И силой его воображения уже ожил первый угловой дом, из которого важно вышли в длинных своих одеяниях предки купцов Демидовых, ставших с петровских времён столичными жителями.
И из соседнего окрашенного в солнечный свет высокого дома выходила большая группа нарядно одетых людей.
Чем дальше он шёл по Английской набережной, тем больше он видел нарядных людей. Шефствовали многочисленные чиновники вплоть до камергеров, прославленные генералы и адмиралы, бароны и князья со своими свитами, среди которых ему представился знаменитый князь и министр Николай Румянцев, вышедший из своего величественного дворца.
Он увидел писателя Фонвизина, важно открывавшего двери углового дворца, и выходившего из министерства иностранных дел молодого поэта Александра Пушкина со своими литературными героями.
Радовались за свои творения архитекторы, возводившие вдоль Невы прекрасные особняки, художники и скульпторы, украшавшие их.

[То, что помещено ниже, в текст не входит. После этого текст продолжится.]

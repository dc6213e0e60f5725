//! cli::args
//!
//! Command-line argument definitions using clap derive.
//!
//! # Global Flags
//!
//! These flags are available on all commands:
//! - `--help` / `-h`: Show help
//! - `--version`: Show version
//! - `--cache-dir <path>`: Override the artifact cache root
//! - `--config <path>`: Load configuration from an explicit file
//! - `--debug`: Enable debug logging
//! - `--quiet` / `-q`: Minimal output

use clap::{Parser, Subcommand, ValueEnum};
use std::path::PathBuf;

/// Langtrail - localization history extraction and diffing
#[derive(Parser, Debug)]
#[command(name = "langtrail")]
#[command(author, version, about, long_about = None)]
pub struct Cli {
    /// Override the artifact cache root
    #[arg(long, global = true, value_name = "PATH")]
    pub cache_dir: Option<PathBuf>,

    /// Load configuration from this file
    #[arg(long, global = true, value_name = "PATH")]
    pub config: Option<PathBuf>,

    /// Enable debug logging
    #[arg(long, global = true)]
    pub debug: bool,

    /// Minimal output
    #[arg(short, long, global = true)]
    pub quiet: bool,

    #[command(subcommand)]
    pub command: Command,
}

impl Cli {
    /// Parse command-line arguments.
    pub fn parse_args() -> Self {
        Parser::parse()
    }
}

/// Available commands.
#[derive(Subcommand, Debug)]
pub enum Command {
    /// Run the full pipeline: fetch, extract, diff, assets
    #[command(
        name = "generate",
        long_about = "Run the full pipeline.\n\n\
            Downloads every client archive listed by the version manifest, extracts \
            one localization snapshot per version, walks the version lineage to \
            compute per-edge diffs, rebuilds the reverse lineage index, and collects \
            the original translation files.\n\n\
            Every stage skips artifacts that already exist, so an interrupted run \
            resumes where it stopped."
    )]
    Generate,

    /// Download client archives listed by the manifest
    Fetch,

    /// Extract localization snapshots from cached archives
    Extract,

    /// Walk the lineage and compute per-edge diffs
    #[command(
        name = "diff",
        long_about = "Walk the version lineage and compute diffs.\n\n\
            Starts at the newest manifest version, follows declared predecessors \
            (with the built-in corrections for known-broken links) down to the root, \
            then adds the manually declared branch edges. One delta file is written \
            per edge; existing delta files are never recomputed. The reverse lineage \
            index is rebuilt at the end."
    )]
    Diff,

    /// Collect original translation files per version
    Assets,

    /// Print the lineage chain without computing diffs
    Lineage,

    /// Diff two snapshot files from disk
    #[command(
        name = "compare",
        long_about = "Diff two snapshot files from disk.\n\n\
            Reads two flat key-to-value JSON files and prints the structured delta \
            (removed/changed/added/moved) to stdout. The first file is treated as \
            the newer snapshot."
    )]
    Compare {
        /// The newer snapshot file
        current: PathBuf,
        /// The older snapshot file
        predecessor: PathBuf,
    },

    /// Generate shell completion scripts
    Completion {
        /// Shell to generate completions for
        #[arg(value_enum)]
        shell: Shell,
    },
}

/// Shells supported by the completion command.
#[derive(Debug, Clone, Copy, ValueEnum)]
pub enum Shell {
    Bash,
    Zsh,
    Fish,
    PowerShell,
}

#[cfg(test)]
mod tests {
    use super::*;
    use clap::CommandFactory;

    #[test]
    fn cli_definition_is_consistent() {
        Cli::command().debug_assert();
    }

    #[test]
    fn compare_takes_two_paths() {
        let cli = Cli::try_parse_from(["langtrail", "compare", "a.json", "b.json"]).unwrap();
        match cli.command {
            Command::Compare {
                current,
                predecessor,
            } => {
                assert_eq!(current, PathBuf::from("a.json"));
                assert_eq!(predecessor, PathBuf::from("b.json"));
            }
            other => panic!("unexpected command: {other:?}"),
        }
    }

    #[test]
    fn global_flags_apply_after_subcommand() {
        let cli = Cli::try_parse_from(["langtrail", "diff", "--quiet", "--cache-dir", "/tmp/c"])
            .unwrap();
        assert!(cli.quiet);
        assert_eq!(cli.cache_dir, Some(PathBuf::from("/tmp/c")));
    }
}
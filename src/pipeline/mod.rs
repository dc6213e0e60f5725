//! pipeline
//!
//! Orchestrates the run lifecycle: Fetch -> Extract -> Diff -> Assets.
//!
//! # Architecture
//!
//! Every stage is an async function taking the shared [`PipelineContext`];
//! stages run strictly in sequence and each external call is awaited to
//! completion before the next (no fan-out, no cancellation). Each stage is
//! independently runnable from the CLI, and each skips work whose artifact
//! already exists, so an aborted run resumes where it stopped.
//!
//! 1. **Fetch**: download the client archive for every manifest version
//! 2. **Extract**: pull the localization snapshot out of each archive
//! 3. **Diff**: walk the lineage, compute and persist per-edge deltas,
//!    rebuild the reverse index
//! 4. **Assets**: resolve asset indexes and collect original translations
//!
//! # Failure
//!
//! Manifest retrieval failures are fatal for the run. Artifacts persisted
//! before the failure stay valid; the next run picks up behind them.

pub mod assets;
pub mod context;
pub mod diff;
pub mod extract;
pub mod fetch;

pub use context::PipelineContext;

use anyhow::Result;

/// Run all four stages in order.
pub async fn run(ctx: &PipelineContext) -> Result<()> {
    let manifest = ctx.source.manifest().await?;
    fetch::fetch_archives(ctx, &manifest).await?;
    extract::extract_snapshots(ctx)?;
    diff::build_deltas(ctx, &manifest).await?;
    assets::collect_translations(ctx, &manifest).await?;
    Ok(())
}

Трудно сказать, сколько блистательных лиц из разных времён и сословий могли предстать здесь, всех их знать он не мог.
Иван совершенно отвлёкся от реальности, рождая пока неведомый ему самому театральный спектакль, и чувства его наполнялись гордостью за этих людей, и он подумал:
-«Таких талантливых людей, сотворивших эту историю и красоту, невозможно победить».
Потом вышел на Сенатскую площадь, где, как заключительный аккорд его размышлений, перед ним открылся Медный всадник, гордо взметнувшийся над скалой и устремивший свой взор к далёкому северному горизонту.
Огромная махина памятника императору Петру Великому возвышалась и над ним и всеми теми людьми, которые усилием его воображения только что выходили из небытия и бродили вместе с ним по набережной.
Такая сила энергии этих людей и красота видов города возбудила в нём веру в будущее ленинградцев, и из его уст тихо сами собой сформировались слова, как бы исходящие от Петра:
-«Ничего, Иван, мы пересилим всё. Набирайся мужества, чтобы преодолеть испытания. Иди домой, дари радость своим дорогим людям. Они ждут её от тебя».
Вскоре он был уже дома. Серёжа продолжал спать в своей постельке, так отозвалась ему долгая дорога, а мама готовила ужин для сына и внука.
Она уже не плакала, а ждала Ивана, и когда тот вошёл, спросила:
-«Как тебе показался город? Мы старались сделать его чистым и опрятным. Жаль, что многие жители не дожили до победы».
Иван обнял её и сказал:
-«Я получил хороший заряд энергии, вот только «дом-сказка» порушилась. Жаль, без неё Коломна осиротела. Я заметил, что и город почти вымер, на набережных почти нет людей».